アイデア発想法(ブレインストーミングとKJ法)
アイデア発想法としてよく知られている手法には、以下のものがあります。
この中で、一般的によく使われている手法は以下の2つです。
■ブレインストーミング
ブレインストーミングは、アメリカで広告代理店を経営していたアレックス・オズボーンが、1930年代に考え出したアイデア発想法です。
ブレインストーミングとは、読んで字のごとく、「脳に嵐」を起こし、たくさんのアイデアを生み出すための手法です。
ブレインストーミングには、以下の4つのルールがあります。
1.批判厳禁
★アイデアが出てきた時点では評価も批判もしない
★早計に判断をして潰すと、アイデアが広がらない
☆すべてのアイデアは、何かの役に立つというスタンスで臨む
2.自由奔放
☆突拍子もないアイデアを歓迎する(発想を広げる)
★潰したり、飲み込んだりすると、ありきたりのアイデアしか出なくなる
3.質より量
☆たくさん出せば固定観念の枠がはずれる
☆アイデアを出せば出すほど、解決策への手がかりが見えてくる
☆質は量から生まれる
☆出し切ったと思ったときによいアイデアが出やすい
4.便乗歓迎
☆すでに出たアイデアに便乗し、芋づる式にアイデアを出す
☆既存のアイデアからヒントを得、アイデアを広げる
☆組み合わせや関係づけにより、独創性のあるアイデアが出やすくなる
■KJ法
KJ法は、ブレインストーミングなどによって得られたアイデアを整理し、問題解決に結び付けていくための手法の1つです。

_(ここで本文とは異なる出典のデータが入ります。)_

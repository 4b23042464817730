//! Illustration widget backend
//!
//! Talks to the illustration app API with a bearer token and proxies images
//! from its CDN, which refuses requests without the right Referer.

use crate::config::{IllustrationSettings, UPSTREAM_TIMEOUT};
use crate::error::{AppError, Result};
use crate::storage::{image_cache, CachedImage, ImageCache};
use axum::body::Bytes;
use reqwest::header::{CONTENT_TYPE, REFERER};
use reqwest::{Client, Url};
use serde::{Deserialize, Serialize};

const FALLBACK_CONTENT_TYPE: &str = "image/jpeg";

#[derive(Debug, Clone, PartialEq, Serialize)]
#[serde(rename_all = "camelCase")]
pub struct Illustration {
    pub id: i64,
    pub title: String,
    #[serde(rename = "type")]
    pub kind: String,
    pub image_urls: ImageUrls,
    pub caption: String,
    pub user: Artist,
    pub tags: Vec<Tag>,
    pub width: u32,
    pub height: u32,
    pub is_bookmarked: bool,
}

#[derive(Debug, Clone, PartialEq, Serialize)]
#[serde(rename_all = "camelCase")]
pub struct ImageUrls {
    pub square_medium: String,
    pub medium: String,
    pub large: String,
    pub original: String,
}

#[derive(Debug, Clone, PartialEq, Serialize)]
#[serde(rename_all = "camelCase")]
pub struct Artist {
    pub id: i64,
    pub name: String,
    pub account: String,
    pub profile_image_urls: ProfileImageUrls,
}

#[derive(Debug, Clone, PartialEq, Serialize)]
pub struct ProfileImageUrls {
    pub medium: String,
}

#[derive(Debug, Clone, PartialEq, Serialize, Deserialize)]
pub struct Tag {
    pub name: String,
}

#[derive(Debug, Clone, PartialEq, Serialize)]
#[serde(rename_all = "camelCase")]
pub struct RankingResponse {
    pub illustrations: Vec<Illustration>,
}

/// Image body returned by the proxy
#[derive(Debug, Clone)]
pub struct ProxiedImage {
    pub bytes: Bytes,
    pub content_type: String,
    pub cache_hit: bool,
}

// Upstream wire format (snake_case)

#[derive(Debug, Deserialize)]
struct UpstreamRanking {
    #[serde(default)]
    illusts: Vec<UpstreamIllust>,
}

#[derive(Debug, Deserialize)]
struct UpstreamIllust {
    id: i64,
    title: String,
    #[serde(rename = "type")]
    kind: String,
    image_urls: UpstreamImageUrls,
    #[serde(default)]
    caption: String,
    user: UpstreamUser,
    #[serde(default)]
    tags: Vec<Tag>,
    width: u32,
    height: u32,
    #[serde(default)]
    is_bookmarked: bool,
    #[serde(default)]
    meta_single_page: Option<UpstreamSinglePage>,
}

#[derive(Debug, Deserialize)]
struct UpstreamImageUrls {
    square_medium: String,
    medium: String,
    large: String,
}

#[derive(Debug, Deserialize)]
struct UpstreamSinglePage {
    original_image_url: Option<String>,
}

#[derive(Debug, Deserialize)]
struct UpstreamUser {
    id: i64,
    name: String,
    account: String,
    profile_image_urls: UpstreamProfileImageUrls,
}

#[derive(Debug, Deserialize)]
struct UpstreamProfileImageUrls {
    medium: String,
}

impl From<UpstreamIllust> for Illustration {
    fn from(raw: UpstreamIllust) -> Self {
        let original = raw
            .meta_single_page
            .and_then(|page| page.original_image_url)
            .unwrap_or_else(|| raw.image_urls.large.clone());

        Illustration {
            id: raw.id,
            title: raw.title,
            kind: raw.kind,
            image_urls: ImageUrls {
                square_medium: raw.image_urls.square_medium,
                medium: raw.image_urls.medium,
                large: raw.image_urls.large,
                original,
            },
            caption: raw.caption,
            user: Artist {
                id: raw.user.id,
                name: raw.user.name,
                account: raw.user.account,
                profile_image_urls: ProfileImageUrls {
                    medium: raw.user.profile_image_urls.medium,
                },
            },
            tags: raw.tags,
            width: raw.width,
            height: raw.height,
            is_bookmarked: raw.is_bookmarked,
        }
    }
}

/// Client for the illustration API plus the image proxy cache
pub struct IllustrationService {
    http: Client,
    settings: IllustrationSettings,
    cache: ImageCache,
}

impl IllustrationService {
    pub fn new(settings: IllustrationSettings) -> Result<Self> {
        let http = Client::builder()
            .timeout(UPSTREAM_TIMEOUT)
            .user_agent(concat!("tora/", env!("CARGO_PKG_VERSION")))
            .build()?;
        let cache = image_cache(settings.cache_max_entries, settings.cache_ttl);

        tracing::info!(
            "Illustration integration {}",
            if settings.access_token.is_some() {
                "enabled"
            } else {
                "disabled (no access token)"
            }
        );

        Ok(Self {
            http,
            settings,
            cache,
        })
    }

    pub fn is_configured(&self) -> bool {
        self.settings.access_token.is_some()
    }

    fn token(&self) -> Result<&str> {
        self.settings
            .access_token
            .as_deref()
            .ok_or(AppError::IllustrationUnavailable)
    }

    fn endpoint(&self, path: &str) -> String {
        format!("{}{}", self.settings.api_base, path)
    }

    /// Top `limit` illustrations of today's ranking
    pub async fn daily_ranking(&self, limit: usize) -> Result<Vec<Illustration>> {
        let token = self.token()?;
        tracing::debug!("Fetching daily illustration ranking");

        let response = self
            .http
            .get(self.endpoint("/v1/illust/ranking"))
            .query(&[("mode", "day")])
            .bearer_auth(token)
            .send()
            .await?;
        let response = check_status(response, "daily ranking")?;

        let ranking: UpstreamRanking = response.json().await?;
        Ok(ranking
            .illusts
            .into_iter()
            .take(limit)
            .map(Illustration::from)
            .collect())
    }

    pub async fn bookmark(&self, illust_id: i64) -> Result<()> {
        let token = self.token()?;
        let id = illust_id.to_string();

        let response = self
            .http
            .post(self.endpoint("/v2/illust/bookmark/add"))
            .bearer_auth(token)
            .form(&[("illust_id", id.as_str()), ("restrict", "public")])
            .send()
            .await?;
        check_status(response, "bookmark")?;

        tracing::info!("Bookmarked illustration {}", illust_id);
        Ok(())
    }

    pub async fn unbookmark(&self, illust_id: i64) -> Result<()> {
        let token = self.token()?;
        let id = illust_id.to_string();

        let response = self
            .http
            .post(self.endpoint("/v1/illust/bookmark/delete"))
            .bearer_auth(token)
            .form(&[("illust_id", id.as_str())])
            .send()
            .await?;
        check_status(response, "unbookmark")?;

        tracing::info!("Removed bookmark on illustration {}", illust_id);
        Ok(())
    }

    /// Fetch an image from the illustration CDN, serving repeats from cache
    pub async fn proxy_image(&self, url: &str) -> Result<ProxiedImage> {
        let target = self.check_image_url(url)?;

        if let Some(cached) = self.cache.get(target.as_str()).await {
            tracing::debug!("Image cache hit: {}", target);
            return Ok(ProxiedImage {
                bytes: cached.bytes,
                content_type: cached.content_type,
                cache_hit: true,
            });
        }

        tracing::debug!("Image cache miss: {}", target);
        let response = self
            .http
            .get(target.clone())
            .header(REFERER, &self.settings.referer)
            .send()
            .await?;
        let response = check_status(response, "image")?;

        let content_type = response
            .headers()
            .get(CONTENT_TYPE)
            .and_then(|value| value.to_str().ok())
            .unwrap_or(FALLBACK_CONTENT_TYPE)
            .to_string();
        let bytes = response.bytes().await?;

        self.cache
            .insert(
                target.to_string(),
                CachedImage::new(bytes.clone(), content_type.clone()),
            )
            .await;

        Ok(ProxiedImage {
            bytes,
            content_type,
            cache_hit: false,
        })
    }

    /// Only https URLs on the illustration CDN are proxied
    fn check_image_url(&self, url: &str) -> Result<Url> {
        let parsed = Url::parse(url).map_err(|_| AppError::invalid("url", "Invalid image URL"))?;

        let suffix = self.settings.image_host_suffix.as_str();
        let allowed = parsed.scheme() == "https"
            && parsed
                .host_str()
                .is_some_and(|host| host == suffix || host.ends_with(&format!(".{suffix}")));

        if allowed {
            Ok(parsed)
        } else {
            Err(AppError::invalid(
                "url",
                format!("Only https images from {suffix} can be proxied"),
            ))
        }
    }
}

fn check_status(response: reqwest::Response, what: &str) -> Result<reqwest::Response> {
    let status = response.status();
    if status.is_success() {
        Ok(response)
    } else {
        tracing::warn!("Illustration API {} request failed: {}", what, status);
        Err(AppError::Upstream(format!(
            "Illustration API {what} request failed with status {status}"
        )))
    }
}

#[cfg(test)]
mod tests {
    use super::*;

    fn service(token: Option<&str>) -> IllustrationService {
        IllustrationService::new(IllustrationSettings {
            access_token: token.map(str::to_string),
            ..Default::default()
        })
        .unwrap()
    }

    #[test]
    fn test_maps_upstream_ranking_entry() {
        let raw = r#"{
            "illusts": [{
                "id": 123,
                "title": "Evening",
                "type": "illust",
                "image_urls": {
                    "square_medium": "https://i.pximg.net/sq.jpg",
                    "medium": "https://i.pximg.net/m.jpg",
                    "large": "https://i.pximg.net/l.jpg"
                },
                "caption": "",
                "user": {
                    "id": 9,
                    "name": "Artist",
                    "account": "artist",
                    "profile_image_urls": { "medium": "https://i.pximg.net/u.jpg" }
                },
                "tags": [{ "name": "landscape", "translated_name": null }],
                "width": 1200,
                "height": 800,
                "is_bookmarked": true,
                "meta_single_page": {}
            }]
        }"#;

        let ranking: UpstreamRanking = serde_json::from_str(raw).unwrap();
        let illustration = Illustration::from(ranking.illusts.into_iter().next().unwrap());

        assert_eq!(illustration.id, 123);
        assert_eq!(illustration.image_urls.original, "https://i.pximg.net/l.jpg");
        assert_eq!(illustration.tags, vec![Tag { name: "landscape".into() }]);
        assert!(illustration.is_bookmarked);

        let json = serde_json::to_value(&illustration).unwrap();
        assert_eq!(json["type"], "illust");
        assert_eq!(json["imageUrls"]["squareMedium"], "https://i.pximg.net/sq.jpg");
        assert_eq!(json["user"]["profileImageUrls"]["medium"], "https://i.pximg.net/u.jpg");
    }

    #[tokio::test]
    async fn test_unconfigured_service_is_unavailable() {
        let service = service(None);
        assert!(!service.is_configured());

        assert!(matches!(
            service.daily_ranking(15).await,
            Err(AppError::IllustrationUnavailable)
        ));
        assert!(matches!(
            service.bookmark(1).await,
            Err(AppError::IllustrationUnavailable)
        ));
    }

    #[test]
    fn test_image_url_must_be_on_cdn() {
        let service = service(Some("token"));

        assert!(service
            .check_image_url("https://i.pximg.net/img-original/1.png")
            .is_ok());
        assert!(service.check_image_url("http://i.pximg.net/1.png").is_err());
        assert!(service.check_image_url("https://evilpximg.net/1.png").is_err());
        assert!(service.check_image_url("https://localhost/1.png").is_err());
        assert!(service.check_image_url("not a url").is_err());
    }

    #[tokio::test]
    async fn test_cached_image_served_without_network() {
        let service = service(None);
        let url = "https://i.pximg.net/c/1.jpg";
        service
            .cache
            .insert(
                url.to_string(),
                CachedImage::new(Bytes::from_static(b"img"), "image/png"),
            )
            .await;

        let image = service.proxy_image(url).await.unwrap();
        assert!(image.cache_hit);
        assert_eq!(image.content_type, "image/png");
        assert_eq!(image.bytes.as_ref(), b"img");
    }
}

KJ法という呼び名は、これを考案した文化人類学者の川喜田二郎氏の頭文字から取られています。
KJ法の標準ステップは以下の通りです。
第1ステップ【キーワード収集(カード記録)】
☆ブレインストーミングなどの手法で作られたたくさんのカードをバラバラに広げます。
☆バラバラなカード群の語りかけを素直な気持ちで聞き取っていく
☆内容の是非は論じないが、一部修正は可である
第2ステップ【グルーピング】
☆カードに記載された内容を見ながら、似たようなものを集め、それぞれのグループの内容を簡潔に表す見出し(表札)をつけて上に載せます。
★注意事項
①1グループのカードははじめから大きくまとめようとしない(数枚程度)
②1枚のまま残る「一匹狼」があってもよい(無理に他のグループに入れない)
第3ステップ【小グループから中・大グループへ】
☆第2ステップで作った小グループの「表札」を眺めながら、互いに親近性のあるグループを中グループにまとめます。
☆この作業を何度か繰り返し、10以内の大グループにまとめます。
★注意事項
大グループにも「表札」をつけますが、グループ分けがすべて終わってからではなく、カード全体の3分の2程度がまとまったところで、グループ分け作業と並行して「表札」作りを行うこと。
第4ステップ【空間配置】
ここからは、「論理的整理」の段階に入ります。
☆グループ間に論理的な関係性ができるように、大グループの束を並べ替えます。(空間配置)
☆配置の意味する内容を、「ストーリー」のように話せるようにするのがコツです。
第5ステップ【表札の「はらわた」を出す】
☆「空間配置」ができたら、カード束の間隔を広げ、それぞれ1段下のレベルまでほぐします。
☆その上で、もとのグループの範囲内で、親近性に注意しながら、中グループレベルの空間に、関係あり(―)の線を引きます。
第6ステップ【関係を図解する】
カードで作った「空間配置」を別の紙に写し取ります。
☆その際、グループ間の関係性を示す記号を使い、「空間配置」の論理性が分かるようにします。
☆記号の例
―:関係あり
→:原因・結果
←→:互いに因果的
>―<:互いに反対・対立
第7ステップ【テーマの選定】
いよいよ最後のステップです。
☆図を見ながら、すべてのグループの中で、どれが重要か、各自5点から1点の順で点数をつけます。(6番目以降は点数をつけない)
☆総得点がもっとも高い5つのグループを主要な研究テーマとします。
☆主に中グループ等が主要な研究項目になります。
☆「空間配置」の論理性(図解)も重要な指針を与えてくれます。
☆図解を元にして、論文や記事などに文章化していきます。
アイデア発想法や問題解決の手法はたくさんありますが、実務上はこの2つの手法に習熟するだけで十分だと思います。